COURSE 3: GO BEYOND THE NUMBERS: TRANSLATE DATA INTO INSIGHTS

Module 3: Clean Your Data

GOOGLE ADVANCED DATA ANALYTICS PROFESSIONAL CERTIFICATE

Complete Coursera Study Guide

INTRODUCTION – Clean Your Data


Embarking on this segment of the course, you will immerse yourself in a comprehensive exploration of three vital Exploratory Data Analysis (EDA) practices: data cleaning, data joining, and data validation. Each of these practices plays a pivotal role in refining your proficiency in data analysis, equipping you with indispensable skills to navigate the intricacies of diverse datasets. By the end of this module, you will not only understand the theoretical underpinnings of these practices but also develop hands-on expertise in their application.

Firstly, data cleaning stands as a foundational step in the EDA process, addressing inconsistencies and inaccuracies within datasets. In this learning journey, you will unravel the importance of meticulous data cleaning for enhancing the quality and reliability of your analysis. Utilizing Python as your toolkit, you will gain practical experience in employing various cleaning techniques, ensuring that your datasets are free from errors, outliers, and missing values. The significance of this practice becomes apparent as you witness how a clean dataset forms the basis for more accurate and meaningful insights, paving the way for a robust analytical foundation.

Learning Objectives

  • Apply input validation skills to a dataset with Python
  • Explain the importance of input validation
  • Demonstrate how to transform categorical data into numerical data with Python
  • Explain the importance of categorical versus numerical data in a dataset
  • Explain the importance of recognizing outliers in a dataset
  • Demonstrate how to identify outliers in a dataset with Python
  • Understand when to contact stakeholders or engineers regarding missing values
  • Explain the importance of ethically considering missing values
  • Demonstrate how to identify missing data with Python

PRACTICE QUIZ: TEST YOUR KNOWLEDGE: THE CHALLENGE OF MISSING OR DUPLICATE DATA

1. Fill in the blank: Missing data has a value that is not stored for a _____ in a dataset.

  • visualization
  • column
  • variable (CORRECT)
  • row

Correct: Missing data has a value that is not stored for a variable in a dataset. It is typically encoded as N/A, NaN, or a blank.

2. A data professional requests additional information from a dataset’s original owner. Unfortunately, they are not able to provide the information. Therefore, the data professional creates a NaN category in the dataset. What concept does this scenario describe?

  • Solving the problem of missing data (CORRECT)
  • Mapping variables in a dataset
  • Managing big data
  • Ensuring two datasets are compatible

Correct: This scenario describes solving the problem of missing data. There are four common ways to do this: Request the missing values from the owner of the data; delete the missing columns, rows, or values; create a NaN category; or derive new representative values.
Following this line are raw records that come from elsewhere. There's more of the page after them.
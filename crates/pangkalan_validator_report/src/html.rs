use std::collections::BTreeMap;
use std::fmt::Write;
use std::fs;
use std::path::Path;

use anyhow::Context;
use chrono::{Local, SecondsFormat};
use rustc_hash::{FxHashMap, FxHashSet};
use serde_json::{Number, Value};

use pangkalan_core::{NoticeContainer, NoticeSeverity, ValidationNotice};

use crate::{ReportCounts, ReportSummary, SAMPLE_NOTICE_LIMIT};

pub struct HtmlReportContext {
    pub source: String,
    pub validated_at: String,
    pub validator_version: Option<String>,
}

impl HtmlReportContext {
    pub fn from_summary(summary: &ReportSummary, source: impl Into<String>) -> Self {
        let validated_at = summary
            .validated_at
            .clone()
            .unwrap_or_else(|| Local::now().to_rfc3339_opts(SecondsFormat::Secs, true));

        Self {
            source: source.into(),
            validated_at,
            validator_version: summary.validator_version.clone(),
        }
    }
}

pub fn write_html_report<P: AsRef<Path>>(
    path: P,
    notices: &NoticeContainer,
    summary: &ReportSummary,
    context: HtmlReportContext,
) -> anyhow::Result<()> {
    let html = render_html(notices, summary, &context);
    fs::write(&path, html)
        .with_context(|| format!("write html report to {}", path.as_ref().display()))?;
    Ok(())
}

pub fn render_html(
    notices: &NoticeContainer,
    summary: &ReportSummary,
    context: &HtmlReportContext,
) -> String {
    let mut out = String::new();
    out.push_str(
        r#"<!DOCTYPE html>
<html>
<head>
    <title>Pangkalan Ojek Validation Report</title>
    <meta name="robots" content="noindex, nofollow">
    <meta http-equiv="Content-Type" content="text/html; charset=UTF-8; width=device-width, initial-scale=1"/>
    <link rel="stylesheet" href="https://unpkg.com/leaflet@1.9.4/dist/leaflet.css" integrity="sha256-p4NxAoJBhIIN+hmNHrzRCf9tD/miZyoHS5obTRR9BMY=" crossorigin=""/>
    <script src="https://unpkg.com/leaflet@1.9.4/dist/leaflet.js" integrity="sha256-20nQCchB9co0qIjJZRGuk2/Z9VM+kNiyxNV1lvTlZBo=" crossorigin=""></script>
    <style>
    body {
        font-family: Helvetica, Arial, sans-serif;
        font-size: 14px;
        min-width: 800px;
        padding: 1em 2em;
    }

    .error:before {
        content: "\1F534  ";
    }

    .warning:before {
        content: "\1F7E0  ";
    }

    .info:before {
        content: "\26AA  ";
    }

    table {
        width: 100%;
    }

    table th {
        text-align: left;
        border-bottom: 2px solid #000;
        padding: 0.5em;
        white-space: nowrap;
    }

    table td {
        border-bottom: 1px solid #ddd;
        padding: 0.5em;
    }

    .desc-content {
        padding: 0.5em;
        border-bottom: 5px solid #000;
        border-top: 5px solid #000;
    }

    .desc-content h3 {
        margin-top: 0;
    }

    .summary dd {
        font-weight: bold;
        display: inline-block;
        width: 160px;
        margin-inline-start: 0;
    }

    .summary dt {
        display: inline-block;
    }

    .category {
        background-color: #d4d4d4;
        padding: 2px 5px;
        margin-right: 2px;
    }

    #map-modal {
        display: none;
        position: fixed;
        inset: 5%;
        background: #fff;
        border: 2px solid #000;
        z-index: 1000;
    }

    #map-container {
        width: 100%;
        height: 100%;
    }
    </style>
</head>
<body>
    <h1>Pangkalan Ojek Validation Report</h1>
"#,
    );

    render_summary(&mut out, summary, context);

    let notice_counts = NoticeCounts::from_container(notices);
    if notice_counts.errors == 0 {
        out.push_str("    <p><b>The file passed validation and can be imported.</b></p>\n");
    } else {
        out.push_str("    <p><b>The file was rejected. Fix the errors below and upload it again.</b></p>\n");
    }

    out.push_str("    <h3><span>");
    write!(&mut out, "{}", notice_counts.total).ok();
    out.push_str("</span> notices reported\n        (<span>");
    write!(&mut out, "{}", notice_counts.errors).ok();
    out.push_str("</span> errors,\n        <span>");
    write!(&mut out, "{}", notice_counts.warnings).ok();
    out.push_str("</span> warnings,\n        <span>");
    write!(&mut out, "{}", notice_counts.infos).ok();
    out.push_str("</span> infos)\n    </h3>\n\n");
    out.push_str("    <table class=\"accordion\">\n        <thead>\n        <tr>\n            <th>Notice Code</th>\n            <th>Severity</th>\n            <th>Total</th>\n        </tr>\n        </thead>\n        <tbody>\n");
    render_notice_groups(&mut out, notices);
    out.push_str("        </tbody>\n    </table>\n\n");
    out.push_str(
        r#"    <div id="map-modal"><div id="map-container"></div></div>
</body>
    <script>
        document.querySelectorAll(".view-map-btn").forEach(function (button) {
            button.addEventListener("click", function () {
                var lat = parseFloat(button.dataset.lat);
                var lng = parseFloat(button.dataset.lng);
                var modal = document.getElementById("map-modal");
                modal.style.display = "block";
                var container = document.getElementById("map-container");
                if (container._map) {
                    container._map.remove();
                }
                var map = L.map(container).setView([lat, lng], 5);
                L.tileLayer("https://{s}.tile.openstreetmap.org/{z}/{x}/{y}.png").addTo(map);
                L.marker([lat, lng]).addTo(map).bindPopup(button.dataset.label).openPopup();
                container._map = map;
            });
        });
        document.getElementById("map-modal").addEventListener("dblclick", function () {
            this.style.display = "none";
        });
    </script>
</html>
"#,
    );
    out
}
3. When merging data, a data professional uses the following code:

df_joined = df.merge(df_zip, how='left', 
on=['date','center_point_geom'])

What is the function of the parameters how and on in this code?

  • To tell Python how to find missing values in the rows and columns
  • To tell Python how to place the appropriate values on the top row of the dataset
  • To tell Python which way to join the data and which column to join from (CORRECT)
  • To tell Python which datasets should be merged

Correct: The parameters how and on tell Python which way to join the data and which column to join from. How tells Python which way to join the data, and on tells Python which column to start from.

4. Non-null count is the total number of blank data entries within a data column.

  • True
  • False (CORRECT)

Correct: Non-null count is the total number of data entries for a data column that are not blank.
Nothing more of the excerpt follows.